Below are some examples on conditional probability:

Example 1: A bucket contains 5 red balls and 5 blue balls. Two balls are drawn without replacement. If the first ball is blue find the probability that the second ball is also blue.

Solution: Let A be the event of drawing first blue ball. Then $P (A)$ = $\frac{5}{10}$.

Let B be the event of drawing another blue ball. Now we have not replaced back the first ball. So number of blue balls is 4 now and total balls are 9.

Hence, $P (B|A)$ = $\frac{4}{9}$.

Example 2: We have drawn two cards from a given deck of 52 cards that too without replacement. Find the probability that both are kings.

Solution: Let $A$ be event of drawing first king. Then $P (A)$ = $\frac{4}{52}$ = $\frac{1}{13}$.

Let $B$ be the event of drawing next king. Then, $P (B|A)$ = $\frac{3}{51}$ = $\frac{1}{17}$.

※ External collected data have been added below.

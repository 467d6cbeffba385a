//! List command.

use console::style;

use docintake::config::Settings;
use docintake::repository::DocumentStore;
use docintake::utils::{format_size, mime_icon, truncate_chars};

use crate::cli::helpers;

pub fn cmd_list(settings: &Settings) -> anyhow::Result<()> {
    let store = helpers::open_store(settings)?;
    let docs = store.list_documents()?;

    if docs.is_empty() {
        println!("{} No documents yet", style("!").yellow());
        println!("  Add one with {}", style("docintake add <file>").cyan());
        return Ok(());
    }

    println!(
        "{:>6}  {:<5} {:<40} {:>9}  {:<12} {}",
        style("ID").bold(),
        "",
        style("TITLE").bold(),
        style("SIZE").bold(),
        style("TYPE").bold(),
        style("ADDED").bold()
    );
    for doc in &docs {
        let doc_type = doc
            .hints
            .as_ref()
            .and_then(|h| h.document_type)
            .map(|t| t.as_str())
            .unwrap_or("-");
        println!(
            "{:>6}  {:<5} {:<40} {:>9}  {:<12} {}",
            doc.id,
            mime_icon(&doc.mime_type),
            truncate_chars(&doc.title, 40),
            format_size(doc.size_bytes.max(0) as u64),
            doc_type,
            doc.created_at.format("%Y-%m-%d")
        );
    }
    println!();
    println!("{} document(s)", docs.len());

    Ok(())
}
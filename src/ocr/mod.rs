//! Text extraction and OCR.
//!
//! Extracts text from documents using:
//! - pdftotext (Poppler) for the PDF text layer
//! - pdftoppm (Poppler) + Tesseract for scanned PDFs and image files
//!
//! Tool presence is probed once per process (see [`Capabilities`]); a missing
//! tool disables the step that needs it instead of failing.

mod backend;
mod command;
mod extractor;
mod progress;
mod tesseract;
mod tools;
mod tsv;

#[cfg(all(test, unix))]
pub(crate) mod testing;

pub use backend::{OcrConfig, OcrError, OcrOutput, PageOcr};
pub use command::ToolError;
pub use extractor::{normalize_whitespace, ExtractionError, TextExtractor, DEFAULT_TEXT_TIMEOUT};
pub use progress::{OcrPhase, OcrProgress};
pub use tesseract::TesseractOcr;
pub use tools::{check_binary, Capabilities, ToolPaths};
pub use tsv::{mean_confidence, text_from_tsv, TSV_HEADER};
//! Tesseract token table (TSV) handling.
//!
//! Columns: level, page_num, block_num, par_num, line_num, word_num, left,
//! top, width, height, conf, text.

use super::backend::{OcrOutput, PageOcr};

/// Header line tesseract writes at the top of every table.
pub const TSV_HEADER: &str =
    "level\tpage_num\tblock_num\tpar_num\tline_num\tword_num\tleft\ttop\twidth\theight\tconf\ttext";

const COLUMNS: usize = 12;

/// One recognized token.
#[derive(Debug, Clone, PartialEq)]
pub struct TsvToken<'a> {
    pub page: u32,
    pub block: u32,
    pub paragraph: u32,
    pub line: u32,
    pub confidence: f32,
    pub text: &'a str,
}

fn is_header(line: &str) -> bool {
    line.starts_with("level\t")
}

/// Parse the data rows of a table. Header and malformed rows are skipped.
pub fn parse_tokens(tsv: &str) -> impl Iterator<Item = TsvToken<'_>> {
    tsv.lines().filter_map(|line| {
        if is_header(line) {
            return None;
        }
        let cols: Vec<&str> = line.trim_end_matches('\r').splitn(COLUMNS, '\t').collect();
        if cols.len() < COLUMNS {
            return None;
        }
        Some(TsvToken {
            page: cols[1].parse().ok()?,
            block: cols[2].parse().ok()?,
            paragraph: cols[3].parse().ok()?,
            line: cols[4].parse().ok()?,
            confidence: cols[10].parse().unwrap_or(-1.0),
            text: cols[11],
        })
    })
}

/// Rebuild readable text from a token table.
///
/// Words on the same line are joined by a space, a new line within the same
/// paragraph starts a new line, and a new block or paragraph (or page) is
/// separated by a blank line. Tokens with empty text are ignored.
pub fn text_from_tsv(tsv: &str) -> String {
    let mut out = String::new();
    let mut prev: Option<(u32, u32, u32, u32)> = None;

    for token in parse_tokens(tsv) {
        let word = token.text.trim();
        if word.is_empty() {
            continue;
        }

        let key = (token.page, token.block, token.paragraph, token.line);
        if let Some((page, block, par, line)) = prev {
            if page != key.0 || block != key.1 || par != key.2 {
                out.push_str("\n\n");
            } else if line != key.3 {
                out.push('\n');
            } else {
                out.push(' ');
            }
        }
        out.push_str(word);
        prev = Some(key);
    }

    out
}

/// Mean word confidence (0-100), if any words were recognized.
pub fn mean_confidence(tsv: &str) -> Option<f32> {
    let (sum, count) = parse_tokens(tsv)
        .filter(|t| !t.text.trim().is_empty() && t.confidence >= 0.0)
        .fold((0.0f32, 0usize), |(s, n), t| (s + t.confidence, n + 1));
    (count > 0).then(|| sum / count as f32)
}

/// Collects per-page OCR results in page order.
#[derive(Debug, Default)]
pub struct PageAccumulator {
    texts: Vec<String>,
    tsv: String,
    has_header: bool,
    pages: usize,
}

impl PageAccumulator {
    pub fn new() -> Self {
        Self::default()
    }

    /// Append one page. The table header is written once; data rows of later
    /// pages are appended with their page number rewritten to `page`.
    pub fn push(&mut self, page: usize, result: &PageOcr) {
        self.pages += 1;

        let text = result.text.trim();
        if !text.is_empty() {
            self.texts.push(text.to_string());
        }

        for line in result.tsv.lines() {
            if line.trim().is_empty() {
                continue;
            }
            if is_header(line) {
                if !self.has_header {
                    self.tsv.push_str(line);
                    self.tsv.push('\n');
                    self.has_header = true;
                }
                continue;
            }
            let page_str = page.to_string();
            let mut cols: Vec<&str> = line.splitn(COLUMNS, '\t').collect();
            if cols.len() > 1 {
                cols[1] = &page_str;
            }
            self.tsv.push_str(&cols.join("\t"));
            self.tsv.push('\n');
        }
    }

    pub fn pages(&self) -> usize {
        self.pages
    }

    pub fn finish(self) -> OcrOutput {
        OcrOutput {
            text: self.texts.join("\n\n"),
            tsv: self.tsv,
            pages: self.pages,
        }
    }
}
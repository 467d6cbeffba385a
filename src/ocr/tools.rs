//! External tool detection.
//!
//! Extraction shells out to three Poppler/Tesseract binaries. Their presence
//! is probed once per process and cached; a missing tool is a capability gap,
//! never an error.

use std::path::PathBuf;
use std::sync::OnceLock;

use serde::{Deserialize, Serialize};

/// Binaries used for extraction. Names are resolved through PATH unless an
/// absolute path is given.
#[derive(Debug, Clone, PartialEq, Eq, Serialize, Deserialize)]
pub struct ToolPaths {
    /// Text layer extractor (Poppler).
    #[serde(default = "default_pdftotext")]
    pub pdftotext: PathBuf,
    /// PDF rasterizer (Poppler).
    #[serde(default = "default_pdftoppm")]
    pub pdftoppm: PathBuf,
    /// OCR engine.
    #[serde(default = "default_tesseract")]
    pub tesseract: PathBuf,
}

fn default_pdftotext() -> PathBuf {
    PathBuf::from("pdftotext")
}

fn default_pdftoppm() -> PathBuf {
    PathBuf::from("pdftoppm")
}

fn default_tesseract() -> PathBuf {
    PathBuf::from("tesseract")
}

impl Default for ToolPaths {
    fn default() -> Self {
        Self {
            pdftotext: default_pdftotext(),
            pdftoppm: default_pdftoppm(),
            tesseract: default_tesseract(),
        }
    }
}

/// Check if a binary is available in PATH (or at the given path).
pub fn check_binary(name: impl AsRef<std::ffi::OsStr>) -> bool {
    which::which(name).is_ok()
}

/// Which extraction tools are usable in this environment.
#[derive(Debug, Clone, Copy, Default, PartialEq, Eq)]
pub struct Capabilities {
    pub pdftotext: bool,
    pub pdftoppm: bool,
    pub tesseract: bool,
}

static CAPABILITIES: OnceLock<Capabilities> = OnceLock::new();

impl Capabilities {
    /// Probe the given tools without caching.
    pub fn probe(tools: &ToolPaths) -> Self {
        let caps = Self {
            pdftotext: check_binary(&tools.pdftotext),
            pdftoppm: check_binary(&tools.pdftoppm),
            tesseract: check_binary(&tools.tesseract),
        };
        tracing::debug!(
            pdftotext = caps.pdftotext,
            pdftoppm = caps.pdftoppm,
            tesseract = caps.tesseract,
            "probed extraction tools"
        );
        caps
    }

    /// Process-wide capabilities. The first call probes; every later call
    /// returns the same record regardless of `tools`.
    pub fn detect(tools: &ToolPaths) -> Self {
        *CAPABILITIES.get_or_init(|| Self::probe(tools))
    }

    /// Everything missing. Useful for forcing the degraded paths.
    pub fn none() -> Self {
        Self::default()
    }

    pub fn has_pdftotext(&self) -> bool {
        self.pdftotext
    }

    pub fn has_pdftoppm(&self) -> bool {
        self.pdftoppm
    }

    pub fn has_tesseract(&self) -> bool {
        self.tesseract
    }

    /// Scanned PDFs need both the rasterizer and the OCR engine.
    pub fn ocr_for_pdf(&self) -> bool {
        self.pdftoppm && self.tesseract
    }

    /// Images go straight to the OCR engine.
    pub fn ocr_for_images(&self) -> bool {
        self.tesseract
    }

    /// Whether OCR can run for a file of this MIME type.
    pub fn ocr_for_mime(&self, mime: &str) -> bool {
        if crate::utils::is_pdf(mime) {
            self.ocr_for_pdf()
        } else if crate::utils::is_image(mime) {
            self.ocr_for_images()
        } else {
            false
        }
    }

    /// Tool name / availability pairs for status output.
    pub fn report(&self, tools: &ToolPaths) -> Vec<(String, bool)> {
        vec![
            (tools.pdftotext.display().to_string(), self.pdftotext),
            (tools.pdftoppm.display().to_string(), self.pdftoppm),
            (tools.tesseract.display().to_string(), self.tesseract),
        ]
    }
}
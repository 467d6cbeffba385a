//! Formatting utilities.

/// Format a byte count as a human-readable size.
pub fn format_size(bytes: u64) -> String {
    if bytes >= 1_000_000_000 {
        format!("{:.1} GB", bytes as f64 / 1_000_000_000.0)
    } else if bytes >= 1_000_000 {
        format!("{:.1} MB", bytes as f64 / 1_000_000.0)
    } else if bytes >= 1_000 {
        format!("{:.1} KB", bytes as f64 / 1_000.0)
    } else {
        format!("{} B", bytes)
    }
}

/// Format an amount in cents as dollars with thousands separators.
pub fn format_cents(cents: i64) -> String {
    let sign = if cents < 0 { "-" } else { "" };
    let abs = cents.unsigned_abs();
    let dollars = (abs / 100).to_string();
    let mut grouped = String::with_capacity(dollars.len() + dollars.len() / 3);
    for (i, c) in dollars.chars().enumerate() {
        if i > 0 && (dollars.len() - i) % 3 == 0 {
            grouped.push(',');
        }
        grouped.push(c);
    }
    format!("{}${}.{:02}", sign, grouped, abs % 100)
}

/// Truncate to at most `max` characters (UTF-8 safe), appending "..." when cut.
pub fn truncate_chars(s: &str, max: usize) -> String {
    if s.chars().count() <= max {
        return s.to_string();
    }
    let kept: String = s.chars().take(max.saturating_sub(3)).collect();
    format!("{}...", kept)
}
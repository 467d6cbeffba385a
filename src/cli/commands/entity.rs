//! Entity commands: names offered to the model for reuse.

use console::style;

use docintake::config::Settings;
use docintake::models::EntityKind;

use crate::cli::helpers;

fn parse_kind(kind: &str) -> anyhow::Result<EntityKind> {
    EntityKind::from_str(kind).ok_or_else(|| {
        let valid: Vec<_> = EntityKind::ALL.iter().map(|k| k.as_str()).collect();
        anyhow::anyhow!("Unknown entity kind '{}' (expected one of: {})", kind, valid.join(", "))
    })
}

pub fn cmd_entity_add(settings: &Settings, kind: &str, name: &str) -> anyhow::Result<()> {
    let kind = parse_kind(kind)?;
    let name = name.trim();
    if name.is_empty() {
        anyhow::bail!("Entity name cannot be empty");
    }

    let store = helpers::open_store(settings)?;
    store.add_entity(kind, name)?;
    println!("{} Added {} '{}'", style("✓").green(), kind.as_str(), name);
    Ok(())
}

pub fn cmd_entity_list(settings: &Settings, kind: Option<&str>) -> anyhow::Result<()> {
    let filter = kind.map(parse_kind).transpose()?;
    let store = helpers::open_store(settings)?;

    let mut printed = 0;
    for kind in EntityKind::ALL {
        if filter.is_some_and(|f| f != kind) {
            continue;
        }
        let names = store.entity_names(kind)?;
        if names.is_empty() {
            continue;
        }
        println!("{}", style(kind.as_str().to_uppercase()).cyan().bold());
        for name in &names {
            println!("  {}", name);
        }
        printed += names.len();
    }

    if printed == 0 {
        println!("{} No entities registered", style("!").yellow());
    }
    Ok(())
}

So, $P (A\ and\ B)$ = $P (A) P (B|A)$ = $\frac{1}{13}$ * $\frac{1}{17}$ = $\frac{1}{221}$.

Example 3: Two dice are rolled. If the first one top with 5 then find the probability that the total of the two will be greater than 7.

Solution: Let $A$ be the event of getting a 5 on first die. Then $P (A)$ = $\frac{1}{6}$

Let B be the event of getting a total greater that 7 given first die top with 5.

$A\ and\ B$ = {(5, 3), (5, 4), (5, 5), (5, 6)}. Hence, $P (A\ and\  B)$ = $\frac{4}{36}$ = $\frac{1}{9}$.

So, $P (B|A)$ = $\frac{P (A\ and\ B)}{P (A)}$ = $\frac{(\frac{1}{9})}{ (\frac{1}{6})}$ = $\frac{6}{9}$ = $\frac{2}{3}$.